America Needs a Behavior Intervention

Becky Jones
5 min readMay 18, 2019

During my long career as an educator, I’ve spent years tackling student behavior. I enjoy it because of the problem solving/mental challenge of it. As I explain to students, our biggest tool is proactive problem-solving. Just this week, I asked one how we could prevent a repeat of a significant behavior incident. He said next time he shouldn’t slide down the railing or run when corrected by an adult. Both of these are true, BUT he has a history of sliding down the banister and when really agitated, eloping from the building. He was surprised that I wanted to map backwards and not just leave the responsibility on him, only “Stop doing that!” We did find some initial conditions that we could tweak that would prevent the undesired behavior. Proactive problem-solving.

Right now, I feel like we need to stop as a country, step back, everyone list the behaviors that are bothering them, and then map backwards.
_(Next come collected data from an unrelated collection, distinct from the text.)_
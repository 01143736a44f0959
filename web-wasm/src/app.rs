//! メインアプリケーションコンポーネント

use crate::api::{revoke_url, WebClient};
use crate::components::{sidebar::Sidebar, splash::Splash};
use crate::pages::{dashboard::DashboardPage, processing::ProcessingPage, search::SearchPage};
use crate::state::{Page, ReviewHandle};
use leptos::prelude::*;
use receipt_review_common::StoreHandle;

/// メインアプリケーションコンポーネント
#[component]
pub fn App() -> impl IntoView {
    let client = WebClient::new();
    // ページを切り替えてもキューは残す
    let store = ReviewHandle::new();
    let page = RwSignal::new(Page::Processing);
    let (ready, set_ready) = signal(false);

    on_cleanup(move || {
        for url in store.update(|s| s.remove_all()).unwrap_or_default() {
            revoke_url(&url);
        }
    });

    let on_ready = move || {
        gloo::console::log!("backend ready");
        set_ready.set(true);
    };

    let splash_client = client.clone();

    view! {
        <Show
            when=move || ready.get()
            fallback=move || view! { <Splash client=splash_client.clone() on_ready=on_ready /> }
        >
            {
                let client = client.clone();
                view! {
                    <div class="app">
                        <Sidebar page=page />
                        <main class="content">
                            {move || match page.get() {
                                Page::Processing => view! {
                                    <ProcessingPage store=store client=client.clone() />
                                }.into_any(),
                                Page::Search => view! { <SearchPage client=client.clone() /> }.into_any(),
                                Page::Dashboard => view! { <DashboardPage client=client.clone() /> }.into_any(),
                            }}
                        </main>
                    </div>
                }
            }
        </Show>
    }
}
#[cfg(test)]
mod tests {
    use super::*;
    use receipt_review_common::queue::FileOutcome;
    use receipt_review_common::store::{Intake, NewFile};
    use receipt_review_common::types::{ExtractionResult, Issue, IssueSeverity};

    fn store_with(names: &[&str]) -> (ReviewStore<()>, Intake) {
        let mut store = ReviewStore::new();
        let intake = store.add_files(
            names
                .iter()
                .map(|n| NewFile {
                    name: n.to_string(),
                    upload: (),
                    image_url: String::new(),
                })
                .collect(),
        );
        (store, intake)
    }

    fn extracted(tid: &str) -> FileOutcome {
        let mut result = ExtractionResult::default();
        result.data.set_value(FieldName::TransactionId, tid);
        FileOutcome::Extracted {
            result,
            is_duplicate: false,
        }
    }

    #[test]
    fn test_pending_item_cannot_confirm() {
        let (store, _) = store_with(&["a.jpg", "b.jpg"]);
        let actions = available_actions(&store);
        assert!(!actions.contains(&ReviewAction::Confirm));
        assert!(!actions.contains(&ReviewAction::Edit));
        assert!(actions.contains(&ReviewAction::Skip));
        assert!(!actions.contains(&ReviewAction::Previous));
        assert_eq!(actions.last(), Some(&ReviewAction::Quit));
    }

    #[test]
    fn test_processed_item_offers_confirm_first() {
        let (mut store, mut intake) = store_with(&["a.jpg"]);
        store.merge_outcome(&mut intake, "a.jpg", extracted("T1"));
        let actions = available_actions(&store);
        assert_eq!(actions[0], ReviewAction::Confirm);
        assert!(actions.contains(&ReviewAction::Edit));
    }

    #[test]
    fn test_critical_issue_blocks_confirm() {
        let (mut store, mut intake) = store_with(&["a.jpg"]);
        let mut result = ExtractionResult::default();
        result.data.set_value(FieldName::TransactionId, "T1");
        result.issues.push(Issue {
            severity: IssueSeverity::Error,
            message: "amount missing".into(),
            field: Some("amount".into()),
        });
        store.merge_outcome(
            &mut intake,
            "a.jpg",
            FileOutcome::Extracted { result, is_duplicate: false },
        );
        assert!(!available_actions(&store).contains(&ReviewAction::Confirm));

        let lines = item_lines(store.queue.current().unwrap(), 0, 1);
        assert!(lines.iter().any(|l| l.contains("✖ amount missing")));
    }

    #[test]
    fn test_item_lines_show_error() {
        let (mut store, mut intake) = store_with(&["bad.jpg"]);
        store.merge_outcome(&mut intake, "bad.jpg", FileOutcome::Failed { message: "timeout".into() });
        let lines = item_lines(&store.queue.items()[0], 0, 1);
        assert_eq!(lines.len(), 2);
        assert!(lines[0].starts_with("[1/1] bad.jpg"));
        assert!(lines[1].contains("timeout"));
    }

    #[test]
    fn test_notice_printer_skips_seen() {
        let mut center = NotificationCenter::new();
        let mut printer = NoticePrinter::default();
        center.push(NotificationKind::Info, "one");
        assert_eq!(printer.unseen(&center).len(), 1);
        assert!(printer.unseen(&center).is_empty());
        center.push(NotificationKind::Warning, "two");
        let fresh = printer.unseen(&center);
        assert_eq!(fresh.len(), 1);
        assert_eq!(notification_line(fresh[0]), "⚠ two");
    }
}
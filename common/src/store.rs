//! レビュー画面の状態（キュー・通知・処理中フラグ）
//!
//! 画面側はこの構造体を1つ保持し、ハンドラ経由で更新する。
//! 非同期処理との接続は `workflow` を参照。

use crate::notify::{messages, NotificationCenter, NotificationKind};
use crate::queue::{ConfirmBlock, EditOutcome, FileOutcome, ProcessingQueue};
use crate::types::{FieldName, ReceiptPayload};
use std::cell::RefCell;

/// キューへ追加するファイル
#[derive(Debug, Clone)]
pub struct NewFile<U> {
    pub name: String,
    pub upload: U,
    pub image_url: String,
}

/// 一連の処理結果の集計
#[derive(Debug, Clone, Copy, Default, PartialEq, Eq)]
pub struct ProcessingSummary {
    pub total: usize,
    pub duplicates: usize,
    pub needs_review: usize,
    pub failed: usize,
}

impl ProcessingSummary {
    pub fn record(&mut self, outcome: &FileOutcome) {
        self.total += 1;
        if !outcome.is_success() {
            self.failed += 1;
        }
        if outcome.is_duplicate() {
            self.duplicates += 1;
        }
        if outcome.needs_review() {
            self.needs_review += 1;
        }
    }

    /// 集計通知: 重複 → 要確認 → 失敗 → (どれも無く2件以上なら) 全件成功
    pub fn notifications(&self) -> Vec<(NotificationKind, String)> {
        let mut out = Vec::new();
        if self.duplicates > 0 {
            out.push((NotificationKind::Warning, messages::duplicates_found(self.duplicates)));
        }
        if self.needs_review > 0 {
            out.push((NotificationKind::Info, messages::needs_review(self.needs_review)));
        }
        if self.failed > 0 {
            out.push((
                NotificationKind::Error,
                format!("{} ({})", messages::extraction_failed(), self.failed),
            ));
        }
        if self.duplicates == 0 && self.needs_review == 0 && self.failed == 0 && self.total > 1 {
            out.push((NotificationKind::Success, messages::all_processed(self.total)));
        }
        out
    }
}

/// 1回分の受付
///
/// 「最初からやり直す」の後に届いた古い受付の結果は捨てる
#[derive(Debug, Clone, Copy, PartialEq, Eq)]
pub struct Intake {
    epoch: u64,
    /// 空のキューへの追加で全画面スピナーを出したか
    pub show_spinner: bool,
    first_merged: bool,
}

/// 確定処理の結果
#[derive(Debug, Clone, PartialEq, Eq)]
pub enum ConfirmOutcome {
    Blocked(ConfirmBlock),
    /// 保存成功。`advance_to` は次に表示する項目のID
    Saved { advance_to: Option<u64> },
    Failed(String),
    /// 保存中に項目が削除された、または重複と判定された
    Stale,
    /// 画面が破棄された
    Detached,
}

/// レビュー画面の状態
#[derive(Debug, Clone)]
pub struct ReviewStore<U> {
    pub queue: ProcessingQueue<U>,
    pub notifications: NotificationCenter,
    processing: bool,
    saving: bool,
    epoch: u64,
}

impl<U> Default for ReviewStore<U> {
    fn default() -> Self {
        Self {
            queue: ProcessingQueue::new(),
            notifications: NotificationCenter::new(),
            processing: false,
            saving: false,
            epoch: 0,
        }
    }
}

impl<U> ReviewStore<U> {
    pub fn new() -> Self {
        Self::default()
    }

    /// 全画面スピナー表示中か
    pub fn processing(&self) -> bool {
        self.processing
    }

    pub fn saving(&self) -> bool {
        self.saving
    }

    pub fn set_processing(&mut self, processing: bool) {
        self.processing = processing;
    }

    pub fn notify(&mut self, kind: NotificationKind, message: impl Into<String>) -> u64 {
        self.notifications.push(kind, message)
    }

    pub fn dismiss(&mut self, id: u64) -> bool {
        self.notifications.dismiss(id)
    }

    pub fn clear_notifications(&mut self) {
        self.notifications.clear();
    }

    /// ファイルを受け付ける。空のキューへの追加ならスピナーを表示する
    pub fn add_files(&mut self, files: Vec<NewFile<U>>) -> Intake {
        let had_existing = !self.queue.is_empty();
        let count = files.len();

        for file in files {
            self.queue.push(file.name, file.upload, file.image_url);
        }

        self.clear_notifications();
        if had_existing {
            self.notify(NotificationKind::Success, messages::files_added(count));
        } else {
            self.processing = true;
        }
        Intake {
            epoch: self.epoch,
            show_spinner: !had_existing,
            first_merged: false,
        }
    }

    fn is_current(&self, intake: &Intake) -> bool {
        intake.epoch == self.epoch
    }

    /// 1件の処理結果をマージする
    ///
    /// 最初の成功結果でスピナーを消し、その項目を表示する
    pub fn merge_outcome(&mut self, intake: &mut Intake, name: &str, outcome: FileOutcome) -> Option<usize> {
        if !self.is_current(intake) {
            tracing::debug!(file = name, "result for a cleared queue dropped");
            return None;
        }
        let success = outcome.is_success();
        let index = self.queue.apply_outcome(name, outcome)?;

        if success && !intake.first_merged {
            intake.first_merged = true;
            if intake.show_spinner {
                self.processing = false;
            }
            self.queue.select(index);
            if self.queue.pending_count() > 0 {
                self.notify(NotificationKind::Info, messages::processing_in_background());
            }
        }
        Some(index)
    }

    /// 全件の処理完了。やり直し前の受付なら何もしない
    pub fn finish_processing(&mut self, intake: &Intake, summary: &ProcessingSummary) -> bool {
        if !self.is_current(intake) {
            return false;
        }
        if intake.show_spinner {
            self.processing = false;
        }
        for (kind, message) in summary.notifications() {
            self.notify(kind, message);
        }
        true
    }

    pub fn select(&mut self, index: usize) -> bool {
        self.queue.select(index)
    }

    pub fn next(&mut self) -> bool {
        let moved = self.queue.next();
        if moved {
            self.clear_notifications();
        }
        moved
    }

    pub fn previous(&mut self) -> bool {
        let moved = self.queue.previous();
        if moved {
            self.clear_notifications();
        }
        moved
    }

    /// スキップ（次へと同じ）
    pub fn skip(&mut self) -> bool {
        self.next()
    }

    /// 保存後の自動移動（対象が削除済みなら何もしない）
    pub fn advance_to(&mut self, item_id: u64) -> bool {
        match self.queue.position_of(item_id) {
            Some(index) => {
                self.queue.select(index);
                self.clear_notifications();
                true
            }
            None => false,
        }
    }

    /// 1件削除して、解放すべきURLを返す
    pub fn remove(&mut self, index: usize) -> Option<String> {
        self.queue.remove(index)
    }

    /// 全件削除（最初からやり直す）して、解放すべきURLを返す
    pub fn remove_all(&mut self) -> Vec<String> {
        self.clear_notifications();
        self.processing = false;
        self.epoch += 1;
        self.queue.remove_all()
    }

    /// 表示中の項目のフィールドを編集
    pub fn edit_current_field(&mut self, field: FieldName, value: &str) -> EditOutcome {
        let index = self.queue.current_index();
        self.queue.edit_field(index, field, value)
    }

    /// 重複再確認の結果を反映する
    ///
    /// 確認中に取引番号が再度変わっていれば破棄する
    pub fn apply_duplicate_recheck(&mut self, item_id: u64, transaction_id: &str, exists: bool) -> bool {
        let still_current = self
            .queue
            .by_id(item_id)
            .and_then(|i| i.transaction_id())
            .map(|id| id == transaction_id)
            .unwrap_or(false);
        if !still_current {
            return false;
        }

        let applied = self.queue.set_duplicate(item_id, exists);
        if applied && exists {
            self.notify(NotificationKind::Warning, messages::duplicate_transaction());
        }
        applied
    }

    /// 表示中の項目の確定を始める: 送信データを組み立てて保存中にする
    pub fn begin_confirm(&mut self) -> Result<(u64, ReceiptPayload), ConfirmBlock> {
        let index = self.queue.current_index();
        if let Some(block) = self.queue.confirm_block(index, self.saving) {
            return Err(block);
        }
        let item = self.queue.current().ok_or(ConfirmBlock::NoItem)?;
        let data = item.extracted_data.as_ref().ok_or(ConfirmBlock::NotProcessed)?;

        let payload = ReceiptPayload::assemble(
            &item.name,
            data,
            item.receipt_type.as_deref(),
            item.confidence,
            item.temp_id.as_deref(),
        );
        let item_id = item.id;

        self.saving = true;
        self.clear_notifications();
        Ok((item_id, payload))
    }

    /// 確定の完了
    pub fn finish_confirm(&mut self, item_id: u64, result: Result<(), String>) -> ConfirmOutcome {
        self.saving = false;

        match result {
            Ok(()) => {
                if !self.queue.mark_saved(item_id) {
                    self.notify(NotificationKind::Warning, messages::save_not_applied());
                    return ConfirmOutcome::Stale;
                }
                self.notify(NotificationKind::Success, messages::saved());

                let next = self
                    .queue
                    .position_of(item_id)
                    .and_then(|pos| self.queue.next_unsaved_after(pos))
                    .and_then(|idx| self.queue.get(idx))
                    .map(|i| i.id);

                if next.is_none() {
                    let saved = self.queue.saved_count();
                    self.notify(NotificationKind::Success, messages::all_saved(saved));
                }
                ConfirmOutcome::Saved { advance_to: next }
            }
            Err(message) => {
                let text = messages::or_fallback(&message, messages::save_failed());
                self.notify(NotificationKind::Error, text.clone());
                ConfirmOutcome::Failed(text)
            }
        }
    }
}

/// 状態の持ち主への更新窓口
///
/// 破棄済みなら `None` を返し、非同期処理はそこで打ち切る
pub trait StoreHandle<U> {
    fn update<R>(&self, f: impl FnOnce(&mut ReviewStore<U>) -> R) -> Option<R>;
}

impl<U> StoreHandle<U> for RefCell<ReviewStore<U>> {
    fn update<R>(&self, f: impl FnOnce(&mut ReviewStore<U>) -> R) -> Option<R> {
        Some(f(&mut self.borrow_mut()))
    }
}
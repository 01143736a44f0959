use crate::error::{ReceiptError, Result};
use std::path::{Path, PathBuf};
use walkdir::WalkDir;

#[derive(Debug, Clone)]
pub struct ReceiptImage {
    pub path: PathBuf,
    pub file_name: String,
}

const IMAGE_EXTENSIONS: &[&str] = &["jpg", "jpeg", "png", "JPG", "JPEG", "PNG"];

fn is_image_path(path: &Path) -> bool {
    path.extension()
        .map(|ext| IMAGE_EXTENSIONS.iter().any(|&e| e == ext.to_string_lossy()))
        .unwrap_or(false)
}

fn image_of(path: &Path) -> ReceiptImage {
    let file_name = path
        .file_name()
        .map(|n| n.to_string_lossy().to_string())
        .unwrap_or_default();
    ReceiptImage {
        path: path.to_path_buf(),
        file_name,
    }
}

/// フォルダ直下のレシート画像をファイル名順で返す
pub fn scan_folder(folder: &Path) -> Result<Vec<ReceiptImage>> {
    if !folder.exists() {
        return Err(ReceiptError::FolderNotFound(folder.display().to_string()));
    }

    let mut images: Vec<ReceiptImage> = WalkDir::new(folder)
        .max_depth(1)  // 直下のみ（再帰しない）
        .into_iter()
        .filter_map(|e| e.ok())
        .filter(|e| e.path().is_file() && is_image_path(e.path()))
        .map(|e| image_of(e.path()))
        .collect();

    // ファイル名でソート
    images.sort_by(|a, b| a.file_name.cmp(&b.file_name));

    Ok(images)
}

/// ファイルとフォルダの混在指定を展開する
///
/// 指定順を保ち、フォルダ内はファイル名順。画像以外の単体ファイルは無視する。
pub fn collect_images(paths: &[PathBuf]) -> Result<Vec<ReceiptImage>> {
    let mut images = Vec::new();

    for path in paths {
        if path.is_dir() {
            images.extend(scan_folder(path)?);
        } else if path.is_file() {
            if is_image_path(path) {
                images.push(image_of(path));
            }
        } else {
            return Err(ReceiptError::FileNotFound(path.display().to_string()));
        }
    }

    Ok(images)
}

#[cfg(test)]
mod tests {
    use super::*;

    #[test]
    fn test_is_image_path() {
        assert!(is_image_path(Path::new("a.jpg")));
        assert!(is_image_path(Path::new("a.JPG")));
        assert!(is_image_path(Path::new("dir/a.jpeg")));
        assert!(is_image_path(Path::new("a.png")));
        assert!(!is_image_path(Path::new("a.txt")));
        assert!(!is_image_path(Path::new("a.pdf")));
        assert!(!is_image_path(Path::new("noext")));
    }

    #[test]
    fn test_scan_folder_not_found() {
        let result = scan_folder(Path::new("/nonexistent/folder"));
        assert!(result.is_err());
    }

    #[test]
    fn test_collect_missing_path_fails() {
        let result = collect_images(&[PathBuf::from("/nonexistent/receipt.jpg")]);
        assert!(matches!(result, Err(ReceiptError::FileNotFound(_))));
    }
}
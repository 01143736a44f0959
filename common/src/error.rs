//! エラー型定義

use serde_json::Value;
use thiserror::Error;

/// バックエンドがメッセージを返さなかった場合の既定メッセージ
pub const DEFAULT_FAILURE_MESSAGE: &str = "Request failed";

/// 共通エラー型
#[derive(Error, Debug)]
pub enum Error {
    /// HTTPエラー応答（status 0 はネットワーク到達不可）
    #[error("API error ({status}): {message}")]
    Api {
        status: u16,
        message: String,
        payload: Option<Value>,
    },

    #[error("Network error: {0}")]
    Network(String),

    #[error("JSON error: {0}")]
    Json(#[from] serde_json::Error),

    /// 送信する画像ファイルを読めなかった
    #[error("File error: {0}")]
    File(String),

    #[error("Config error: {0}")]
    Config(String),
}

impl Error {
    /// エラー応答のボディからAPIエラーを組み立てる
    ///
    /// `message` → `detail` の順でメッセージを探し、無ければ既定メッセージを使う
    pub fn from_response(status: u16, payload: Option<Value>) -> Self {
        let message = payload
            .as_ref()
            .and_then(|p| {
                p.get("message")
                    .or_else(|| p.get("detail"))
                    .and_then(Value::as_str)
            })
            .unwrap_or(DEFAULT_FAILURE_MESSAGE)
            .to_string();

        Error::Api {
            status,
            message,
            payload,
        }
    }

    /// HTTPステータス（ネットワークエラーは0）
    pub fn status(&self) -> u16 {
        match self {
            Error::Api { status, .. } => *status,
            _ => 0,
        }
    }

    /// 利用者向けに表示するメッセージ本体
    pub fn message(&self) -> String {
        match self {
            Error::Api { message, .. } => message.clone(),
            Error::Network(msg) | Error::File(msg) | Error::Config(msg) => msg.clone(),
            Error::Json(e) => e.to_string(),
        }
    }
}

/// Result型エイリアス
pub type Result<T> = std::result::Result<T, Error>;
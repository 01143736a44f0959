use thiserror::Error;

#[derive(Error, Debug)]
pub enum ReceiptError {
    #[error("設定エラー: {0}")]
    Config(String),

    #[error("ファイルが見つかりません: {0}")]
    FileNotFound(String),

    #[error("フォルダが見つかりません: {0}")]
    FolderNotFound(String),

    #[error("画像が見つかりません: {0}")]
    NoImagesFound(String),

    #[error("バックエンドに接続できません: {0}")]
    BackendUnreachable(String),

    #[error("対話入力エラー: {0}")]
    Prompt(#[from] dialoguer::Error),

    #[error("HTTPクライアントエラー: {0}")]
    Http(#[from] reqwest::Error),

    #[error("JSON解析エラー: {0}")]
    JsonParse(#[from] serde_json::Error),

    #[error("IOエラー: {0}")]
    Io(#[from] std::io::Error),

    #[error(transparent)]
    Common(#[from] receipt_review_common::Error),
}

pub type Result<T> = std::result::Result<T, ReceiptError>;
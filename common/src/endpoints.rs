//! バックエンドのエンドポイント
//!
//! パスとクエリ文字列の組み立てのみ。通信は各クライアントが行う。

use crate::types::{ExportFormat, TransactionFilters};

/// 既定のバックエンドURL
pub const DEFAULT_API_BASE: &str = "http://localhost:8000";

/// ヘルスチェック（ルート）
pub const HEALTH: &str = "/";
/// 起動時のヘルスチェック回数と間隔
pub const HEALTH_ATTEMPTS: u32 = 10;
pub const HEALTH_INTERVAL_MS: u32 = 500;
pub const EXTRACT_BATCH: &str = "/api/extract/batch";
pub const EXTRACT_SINGLE: &str = "/api/extract/single";
pub const RECEIPTS: &str = "/api/receipts";
pub const KNOWN_ACCOUNTS: &str = "/api/accounts/known";
pub const ADD_ACCOUNT: &str = "/api/accounts/add";
pub const STATISTICS: &str = "/api/statistics";

/// 一括抽出のmultipartフィールド名
pub const BATCH_FIELD: &str = "files";
/// 単体抽出のmultipartフィールド名
pub const SINGLE_FIELD: &str = "file";

fn encode(value: &str) -> String {
    urlencoding::encode(value).into_owned()
}

/// ベースURLとパスを結合（末尾の `/` は1つにまとめる）
pub fn join(base: &str, path: &str) -> String {
    format!("{}{}", base.trim_end_matches('/'), path)
}

pub fn check_duplicate(transaction_id: &str) -> String {
    format!("/api/receipts/check-duplicate/{}", encode(transaction_id))
}

pub fn delete_account(account_number: &str) -> String {
    format!("/api/accounts/{}", encode(account_number))
}

pub fn search_accounts(query: &str) -> String {
    format!("/api/accounts/search?q={}", encode(query))
}

/// 受取人名検索（宛先口座があれば優先表示のため付与）
pub fn search_receivers(query: &str, to_account: Option<&str>) -> String {
    let mut url = format!("/api/receivers/search?q={}", encode(query));
    if let Some(account) = to_account.map(str::trim).filter(|a| !a.is_empty()) {
        url.push_str("&to_account=");
        url.push_str(&encode(account));
    }
    url
}

fn filter_query(filters: &TransactionFilters) -> Vec<String> {
    filters
        .active_pairs()
        .into_iter()
        .map(|(k, v)| format!("{}={}", k, encode(v)))
        .collect()
}

pub fn transactions(filters: &TransactionFilters) -> String {
    format!("/api/transactions?{}", filter_query(filters).join("&"))
}

pub fn transaction(transaction_id: &str) -> String {
    format!("/api/transactions/{}", encode(transaction_id))
}

pub fn export_transactions(filters: &TransactionFilters, format: ExportFormat) -> String {
    let mut params = filter_query(filters);
    params.push(format!("format={}", format.as_str()));
    format!("/api/transactions/export?{}", params.join("&"))
}

pub fn archive(receipt_id: &str) -> String {
    format!("/api/receipts/{}/archive", encode(receipt_id))
}

pub fn receipt(receipt_id: &str) -> String {
    format!("/api/receipts/{}", encode(receipt_id))
}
My tolerance level in a classroom may be different from another teacher’s, but that doesn’t mean I can dictate what happens in their class or them in mine. It also doesn’t mean that anyone else should mandate how our classes function on a behavioral level. We each need to find what works for us that leads to a culture of respect, hard work, and values all members. There may be different paths for different educators to get there.

How does this relate to America? Take a look around, we are not valuing all members whether it is POC, women, LGBTQ+ individuals, or those at all levels of means. We then battle over the results and behaviors associated from that lack of value and respect. All week, I too, have had my thoughts about the abortion debate and the effect of seeing groups try to find ways to modify the behavior of others.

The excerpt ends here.